You rarely create Attachments by hand in modern Salesforce, but it still happens through Data Loader, the API, or Apex when you maintain a legacy object or integration. Here is the shape of creating one, with the strong caveat that new file work should target Salesforce Files (ContentVersion) instead.
- Confirm the parent supports it
Check that the parent object has the Notes & Attachments related list on its page layout. Without it, users will not see the Attachment in the UI even though the row exists. If the object already uses Files, prefer that path instead of adding the legacy related list back.
- Build the record with required fields
Create an Attachment with Name, Body, and ParentId set. Body must be a Blob, so encode or read your file content into a Blob first. ContentType is optional but helps the browser render or download the file correctly.
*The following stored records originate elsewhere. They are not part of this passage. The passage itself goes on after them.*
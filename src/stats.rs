// SPDX-FileCopyrightText: 2025 Robin Vobruba <hoijui.quaero@gmail.com>
//
// SPDX-License-Identifier: AGPL-3.0-or-later

//! Per-item view/download/share counters from the statistics host.
//!
//! Statistics are strictly best-effort:
//! a missing credential or any unexpected response shape
//! degrades to an all-null block, never to a failed item.

use crate::client::ApiClient;
use chrono::{NaiveDate, Utc};
use governor::{Quota, RateLimiter};
use serde_json::Value;
use std::collections::BTreeMap;
use std::sync::{Arc, LazyLock};
use std::time::Duration;

pub type RL = governor::RateLimiter<
    governor::state::NotKeyed,
    governor::state::InMemoryState,
    governor::clock::QuantaClock,
    governor::middleware::NoOpMiddleware<governor::clock::QuantaInstant>,
>;

/// This has to be static,
/// because if we created multiple fetchers,
/// we would send too many requests from the same network address;
/// the statistics host throttles far more aggressively
/// than the main API.
pub static RATE_LIMITER: LazyLock<Arc<RL>> = LazyLock::new(|| {
    Arc::new(RateLimiter::direct(
        Quota::with_period(Duration::from_millis(100)).unwrap(),
    ))
});

/// The repository's go-live date;
/// no statistics exist before it.
const REPOSITORY_GO_LIVE: &str = "2020-07-01";

/// Which flavour of item the statistics are about.
#[derive(Debug, Clone, Copy, PartialEq, Eq)]
pub enum ItemType {
    Article,
    Collection,
}

impl ItemType {
    #[must_use]
    pub const fn as_str(self) -> &'static str {
        match self {
            Self::Article => "article",
            Self::Collection => "collection",
        }
    }
}

/// Day-level counters, keyed by `YYYY-MM-DD`.
pub type DayCounts = BTreeMap<String, i64>;

#[derive(Debug, Clone, Default, PartialEq, Eq)]
pub struct Totals {
    pub views: Option<i64>,
    pub downloads: Option<i64>,
    pub shares: Option<i64>,
    pub cites: Option<i64>,
}

/// The statistics block of one dataset or collection.
#[derive(Debug, Clone, Default, PartialEq, Eq)]
pub struct Statistics {
    pub views: Option<DayCounts>,
    pub downloads: Option<DayCounts>,
    pub shares: Option<DayCounts>,
    pub totals: Option<Totals>,
}

impl Statistics {
    /// The all-null marker: auth was missing or the host misbehaved.
    #[must_use]
    pub const fn unavailable() -> Self {
        Self {
            views: None,
            downloads: None,
            shares: None,
            totals: None,
        }
    }

    #[must_use]
    pub const fn is_unavailable(&self) -> bool {
        self.views.is_none()
            && self.downloads.is_none()
            && self.shares.is_none()
            && self.totals.is_none()
    }
}

/// Extracts the `breakdown` object of a response
/// into day-level counters.
fn parse_breakdown(value: &Value) -> Option<DayCounts> {
    let breakdown = value.get("breakdown")?.as_object()?;
    let mut days = DayCounts::new();
    for (date, count) in breakdown {
        days.insert(date.clone(), count.as_i64()?);
    }
    Some(days)
}

fn parse_totals(value: &Value) -> Option<Totals> {
    value.as_object()?;
    Some(Totals {
        views: value.get("views").and_then(Value::as_i64),
        downloads: value.get("downloads").and_then(Value::as_i64),
        shares: value.get("shares").and_then(Value::as_i64),
        cites: value.get("cites").and_then(Value::as_i64),
    })
}

#[derive(Debug, Clone)]
pub struct StatsFetcher {
    client: ApiClient,
    start_date: NaiveDate,
}

impl StatsFetcher {
    #[must_use]
    pub fn new(client: ApiClient) -> Self {
        Self {
            client,
            start_date: REPOSITORY_GO_LIVE
                .parse()
                .expect("invalid go-live date literal"),
        }
    }

    /// Fetches the three day-level breakdowns plus the totals
    /// for one item. Every failure mode collapses into
    /// [`Statistics::unavailable`].
    pub async fn for_item(&self, item_type: ItemType, item_id: i64) -> Statistics {
        let end_date = Utc::now().date_naive();
        let params = [
            ("start_date", self.start_date.format("%Y-%m-%d").to_string()),
            ("end_date", end_date.format("%Y-%m-%d").to_string()),
        ];
        let tenant = self.client.stats_tenant().to_owned();
        let kind = item_type.as_str();

        let mut breakdowns = Vec::with_capacity(3);
        for metric in ["views", "downloads", "shares"] {
            let path = format!("{tenant}/breakdown/day/{metric}/{kind}/{item_id}");
            RATE_LIMITER.until_ready().await;
            let days = match self.client.get_stats(&path, &params).await {
                Ok(value) => parse_breakdown(&value),
                Err(err) => {
                    tracing::debug!("No {metric} statistics for {kind} {item_id}: {err}");
                    None
                }
            };
            let Some(days) = days else {
                return Statistics::unavailable();
            };
            breakdowns.push(days);
        }

        let totals_path = format!("total/{kind}/{item_id}");
        RATE_LIMITER.until_ready().await;
        let totals = match self.client.get_stats(&totals_path, &[]).await {
            Ok(value) => parse_totals(&value),
            Err(err) => {
                tracing::debug!("No total statistics for {kind} {item_id}: {err}");
                None
            }
        };
        let Some(totals) = totals else {
            return Statistics::unavailable();
        };

        let mut breakdowns = breakdowns.into_iter();
        Statistics {
            views: breakdowns.next(),
            downloads: breakdowns.next(),
            shares: breakdowns.next(),
            totals: Some(totals),
        }
    }
}

#[cfg(test)]
mod tests {
    use super::*;
    use crate::settings::Settings;
    use serde_json::json;

    #[test]
    fn breakdown_parses_day_counters() {
        let value = json!({ "breakdown": { "2020-07-01": 3, "2020-07-02": 0 } });
        let days = parse_breakdown(&value).expect("no breakdown");
        assert_eq!(days.get("2020-07-01"), Some(&3));
        assert_eq!(days.get("2020-07-02"), Some(&0));
        assert_eq!(days.len(), 2);
    }

    #[test]
    fn malformed_breakdowns_are_rejected() {
        assert_eq!(parse_breakdown(&json!({})), None);
        assert_eq!(parse_breakdown(&json!({ "breakdown": [1, 2] })), None);
        assert_eq!(
            parse_breakdown(&json!({ "breakdown": { "2020-07-01": "three" } })),
            None
        );
    }

    #[test]
    fn totals_tolerate_missing_metrics() {
        let totals = parse_totals(&json!({ "views": 12, "downloads": 3 })).expect("no totals");
        assert_eq!(totals.views, Some(12));
        assert_eq!(totals.downloads, Some(3));
        assert_eq!(totals.shares, None);
        assert_eq!(parse_totals(&json!([])), None);
    }

    #[tokio::test]
    async fn missing_credential_yields_the_all_null_block() {
        let settings = Settings::builder().token("secret".to_owned()).build();
        let client = ApiClient::new(&settings).expect("client construction failed");
        let fetcher = StatsFetcher::new(client);
        let stats = fetcher.for_item(ItemType::Article, 100).await;
        assert!(stats.is_unavailable());
    }
}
- Insert and verify on the record
Insert the Attachment through Apex DML, Data Loader, or the REST API. Open the parent record and confirm the file appears under Notes & Attachments and downloads as expected.
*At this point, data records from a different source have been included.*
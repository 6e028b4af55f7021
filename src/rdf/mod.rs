// SPDX-FileCopyrightText: 2025 Robin Vobruba <hoijui.quaero@gmail.com>
//
// SPDX-License-Identifier: AGPL-3.0-or-later

//! The snapshot's RDF plane:
//! a typed-column triple vocabulary over a named graph.
//!
//! Every record becomes a subject node with one `col:` triple per
//! non-null field, plus an `rdf:type` triple classifying it.
//! Identifier columns emulate relational foreign keys,
//! so the re-serving component can join entities the way the
//! original provider's database would.

pub mod store;

use oxrdf::{BlankNode, NamedNode};
use thiserror::Error;
use uuid::Uuid;

/// Root namespace of entity classes and subject URIs.
pub const SG: &str = "sg://0.99.12/";
/// Namespace of the typed-column vocabulary.
pub const COL: &str = "sg://0.99.12/table/";

/// Thrown when building or persisting the snapshot graph failed.
#[derive(Error, Debug)]
pub enum GraphError {
    #[error("Invalid IRI: {0}")]
    InvalidIri(#[from] oxrdf::IriParseError),
    #[error("Some I/O problem: '{0}'")]
    Io(#[from] std::io::Error),
    #[error("Record lacks its upstream identifier (kind: {0})")]
    MissingId(&'static str),
}

/// The class IRI of an entity type, e.g. `sg:Account`.
#[must_use]
pub fn class_iri(name: &str) -> NamedNode {
    NamedNode::new_unchecked(format!("{SG}{name}"))
}

/// The predicate IRI of a column, e.g. `col:account_id`.
#[must_use]
pub fn column(name: &str) -> NamedNode {
    NamedNode::new_unchecked(format!("{COL}{name}"))
}

/// Mints a fresh, UUID-backed subject URI for an entity of `kind`.
#[must_use]
pub fn unique_node(kind: &str) -> NamedNode {
    NamedNode::new_unchecked(format!("{SG}{kind}/{}", Uuid::new_v4()))
}

/// Mints a fresh, UUID-backed blank node
/// (used for dependent rows such as tags and join rows).
#[must_use]
pub fn blank_node() -> BlankNode {
    BlankNode::new_unchecked(format!("b{}", Uuid::new_v4().simple()))
}
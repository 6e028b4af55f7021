// SPDX-FileCopyrightText: 2025 Robin Vobruba <hoijui.quaero@gmail.com>
//
// SPDX-License-Identifier: AGPL-3.0-or-later

//! Thin request layer over the upstream JSON API:
//! header composition, uniform error reporting,
//! and the shape-tagged result of detail fetches.

use crate::settings::Settings;
use reqwest::header::{self, HeaderMap, HeaderValue};
use reqwest::Client;
use reqwest_middleware::{ClientBuilder, ClientWithMiddleware};
use reqwest_retry::{policies::ExponentialBackoff, RetryTransientMiddleware};
use serde::de::DeserializeOwned;
use serde_json::Value;
use std::sync::Arc;
use std::time::Duration;
use thiserror::Error;
use url::Url;

/// No retries by default:
/// a re-issued page fetch would require de-duplication downstream.
const DEFAULT_RETRIES: u32 = 0;
const DEFAULT_TIMEOUT: u64 = 30_000;

/// Thrown while fetching or decoding upstream data.
#[derive(Error, Debug)]
pub enum Error {
    #[error("Network/Internet download failed: '{0}'")]
    Download(#[from] reqwest::Error),
    #[error("Network/Internet download failed: '{0}'")]
    DownloadMiddleware(#[from] reqwest_middleware::Error),
    #[error("GET {path} returned HTTP status {status}")]
    Status {
        path: String,
        status: u16,
        body: String,
    },
    #[error("Failed to deserialize a fetched JSON result to our Rust model of the expected type: {0}")]
    DeserializeFailed(#[source] serde_json::Error, String),
    #[error("Expected a JSON list from {0}, got something else")]
    UnexpectedShape(String),
    #[error("Statistics credential is missing")]
    StatsAuthMissing,
    #[error("Invalid HTTP header value: {0}")]
    InvalidHeader(#[from] header::InvalidHeaderValue),
    #[error("Invalid URL: {0}")]
    UrlParse(#[from] url::ParseError),
    #[error("Failed to parse catalogue XML: {0}")]
    Xml(#[from] quick_xml::Error),
}

/// Result of dereferencing a single record.
///
/// The upstream answers the same endpoint with a JSON object on
/// success and a JSON *array* for "not found", so absence is a
/// regular outcome, distinct from transport errors.
#[derive(Debug)]
pub enum Fetched<T> {
    Found(T),
    NotFound,
}

/// Creates a new [`reqwest::Client`] with the supplied retry and
/// timeout settings.
fn create_downloader(
    retries: u32,
    timeout: u64,
    headers: HeaderMap,
) -> Result<ClientWithMiddleware, Error> {
    let retry_policy = ExponentialBackoff::builder().build_with_max_retries(retries);
    let client = Client::builder()
        .timeout(Duration::from_millis(timeout))
        .default_headers(headers)
        .build()?;
    Ok(ClientBuilder::new(client)
        .with(RetryTransientMiddleware::new_with_policy(retry_policy))
        .build())
}

/// The default header set of every API call.
/// The bearer token is marked sensitive.
fn create_headers(token: &str, user_agent: &str) -> Result<HeaderMap, Error> {
    let mut headers = HeaderMap::new();
    headers.insert(header::ACCEPT, HeaderValue::from_static("application/json"));
    headers.insert(
        header::CONTENT_TYPE,
        HeaderValue::from_static("application/json"),
    );
    headers.insert(header::USER_AGENT, HeaderValue::from_str(user_agent)?);
    let mut auth_value = HeaderValue::from_str(&format!("token {token}"))?;
    auth_value.set_sensitive(true);
    headers.insert(header::AUTHORIZATION, auth_value);
    Ok(headers)
}

/// A stateless client for the upstream API and its statistics host.
/// Auth strings are immutable after construction.
#[derive(Debug, Clone)]
pub struct ApiClient {
    http: Arc<ClientWithMiddleware>,
    base_url: Url,
    stats_base_url: Url,
    stats_tenant: String,
    stats_auth: Option<HeaderValue>,
}

impl ApiClient {
    pub fn new(settings: &Settings) -> Result<Self, Error> {
        let headers = create_headers(&settings.token, &settings.user_agent)?;
        let http = Arc::new(create_downloader(
            settings.retries.unwrap_or(DEFAULT_RETRIES),
            settings.timeout.unwrap_or(DEFAULT_TIMEOUT),
            headers,
        )?);
        let stats_auth = settings
            .stats_auth
            .as_deref()
            .map(|credential| {
                let mut value =
                    HeaderValue::from_str(&crate::tools::basic_auth_value(credential))?;
                value.set_sensitive(true);
                Ok::<HeaderValue, Error>(value)
            })
            .transpose()?;
        Ok(Self {
            http,
            base_url: Url::parse(&settings.base_url)?,
            stats_base_url: Url::parse(&settings.stats_base_url)?,
            stats_tenant: settings.stats_tenant.clone(),
            stats_auth,
        })
    }

    fn endpoint(base_url: &Url, path: &str) -> Result<Url, Error> {
        let base = base_url.as_str().trim_end_matches('/');
        Ok(Url::parse(&format!(
            "{base}/{}",
            path.trim_start_matches('/')
        ))?)
    }

    /// Executes a GET against the configured base URL and decodes the
    /// body as JSON. Non-200 responses are reported as [`Error::Status`]
    /// after logging status, parameters and body.
    pub async fn get(&self, path: &str, params: &[(&str, String)]) -> Result<Value, Error> {
        let url = Self::endpoint(&self.base_url, path)?;
        let response = self.http.get(url).query(params).send().await?;
        let status = response.status();
        if !status.is_success() {
            let body = response.text().await.unwrap_or_default();
            tracing::error!(
                "GET {path} failed with status {status}; params: {params:?}; body: {body}"
            );
            return Err(Error::Status {
                path: path.to_owned(),
                status: status.as_u16(),
                body,
            });
        }
        Ok(response.json::<Value>().await?)
    }

    /// Fetches a paginated listing page (or any other list-shaped
    /// endpoint) and yields its records.
    ///
    /// Any failure (transport, status, or shape) is logged and
    /// reported as an empty list, so callers can only distinguish
    /// "no items" from "error" via the log. This mirrors the upstream
    /// contract and keeps a failed page from aborting a sweep.
    pub async fn get_records(&self, path: &str, params: &[(&str, String)]) -> Vec<Value> {
        match self.get(path, params).await {
            Ok(Value::Array(items)) => items,
            Ok(other) => {
                tracing::error!(
                    "GET {path} returned a non-list JSON value where a listing was expected: {other}"
                );
                Vec::new()
            }
            // Status and transport problems were already logged in get().
            Err(_) => Vec::new(),
        }
    }

    /// Dereferences a single record.
    /// A JSON array in the response body is the upstream's
    /// "not found" idiom and maps to [`Fetched::NotFound`].
    pub async fn fetch_one<T: DeserializeOwned>(
        &self,
        path: &str,
        params: &[(&str, String)],
    ) -> Result<Fetched<T>, Error> {
        let value = self.get(path, params).await?;
        if value.is_array() {
            return Ok(Fetched::NotFound);
        }
        let record = serde_json::from_value::<T>(value.clone())
            .map_err(|err| Error::DeserializeFailed(err, value.to_string()))?;
        Ok(Fetched::Found(record))
    }

    /// Fetches a list-shaped endpoint into typed records.
    pub async fn fetch_list<T: DeserializeOwned>(
        &self,
        path: &str,
        params: &[(&str, String)],
    ) -> Result<Vec<T>, Error> {
        let value = self.get(path, params).await?;
        let Value::Array(items) = value else {
            return Err(Error::UnexpectedShape(path.to_owned()));
        };
        items
            .into_iter()
            .map(|item| {
                let rendered = item.to_string();
                serde_json::from_value::<T>(item)
                    .map_err(|err| Error::DeserializeFailed(err, rendered))
            })
            .collect()
    }

    /// Same as [`Self::get`], but against the statistics host,
    /// with Basic authentication.
    pub async fn get_stats(&self, path: &str, params: &[(&str, String)]) -> Result<Value, Error> {
        let Some(auth) = &self.stats_auth else {
            return Err(Error::StatsAuthMissing);
        };
        let url = Self::endpoint(&self.stats_base_url, path)?;
        let response = self
            .http
            .get(url)
            .header(header::AUTHORIZATION, auth.clone())
            .query(params)
            .send()
            .await?;
        let status = response.status();
        if !status.is_success() {
            let body = response.text().await.unwrap_or_default();
            tracing::error!(
                "GET {path} (statistics) failed with status {status}; params: {params:?}; body: {body}"
            );
            return Err(Error::Status {
                path: path.to_owned(),
                status: status.as_u16(),
                body,
            });
        }
        Ok(response.json::<Value>().await?)
    }

    /// The tenant prefix of the statistics breakdown endpoints.
    #[must_use]
    pub fn stats_tenant(&self) -> &str {
        &self.stats_tenant
    }

    /// Fetches a raw body as text; used by the THREDDS catalogue walk.
    pub async fn get_text(&self, url: &str) -> Result<String, Error> {
        let response = self.http.get(url).send().await?;
        let status = response.status();
        if !status.is_success() {
            let body = response.text().await.unwrap_or_default();
            tracing::error!("GET {url} failed with status {status}; body: {body}");
            return Err(Error::Status {
                path: url.to_owned(),
                status: status.as_u16(),
                body,
            });
        }
        Ok(response.text().await?)
    }
}

#[cfg(test)]
mod tests {
    use super::*;
    use crate::model::dataset::Dataset;

    #[test]
    fn endpoints_keep_the_base_path() {
        let base = Url::parse("https://api.figshare.com/v2").expect("bad base URL");
        let url = ApiClient::endpoint(&base, "/account/articles").expect("bad endpoint");
        assert_eq!(url.as_str(), "https://api.figshare.com/v2/account/articles");
        let trailing = Url::parse("https://api.example.org/v2/").expect("bad base URL");
        let versions_url =
            ApiClient::endpoint(&trailing, "articles/100/versions").expect("bad endpoint");
        assert_eq!(
            versions_url.as_str(),
            "https://api.example.org/v2/articles/100/versions"
        );
    }

    #[test]
    fn not_found_is_an_array_body() {
        // The upstream's "not found" idiom: a list where an object is expected.
        let value: Value = serde_json::from_str("[]").expect("invalid JSON");
        assert!(value.is_array());
        let object: Value =
            serde_json::from_str(r#"{"id": 1}"#).expect("invalid JSON");
        assert!(!object.is_array());
    }

    #[test]
    fn deserialize_failure_carries_the_body() {
        let value: Value = serde_json::from_str(r#"{"id": "not-a-number"}"#).expect("invalid JSON");
        let rendered = value.to_string();
        let res = serde_json::from_value::<Dataset>(value)
            .map_err(|err| Error::DeserializeFailed(err, rendered));
        let err = res.expect_err("should not deserialize");
        assert!(err.to_string().contains("deserialize"));
    }
}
- Plan the Files equivalent
For anything beyond a one-off legacy need, create a ContentVersion and a ContentDocumentLink instead. That gives you versioning, multi-record sharing, and visibility in Files Home and mobile that an Attachment can never provide.
The file name shown to users, for example proposal.pdf. Include the extension so the file opens with the right app.
The binary file content as a Blob. Single uploads cap at 25 MB; encode file bytes to a Blob before insert.
The Id of the record the file attaches to. Set once at insert because Attachment cannot be reparented later.
- An Attachment belongs to exactly one parent. If you need the same file on several records, use Files, not multiple Attachment copies.
- Editing the Body overwrites the file with no version history. The previous content is gone, unlike a ContentVersion.
- Attachments do not appear in Files Home, Chatter, or the mobile app, so users accustomed to Files may not find them.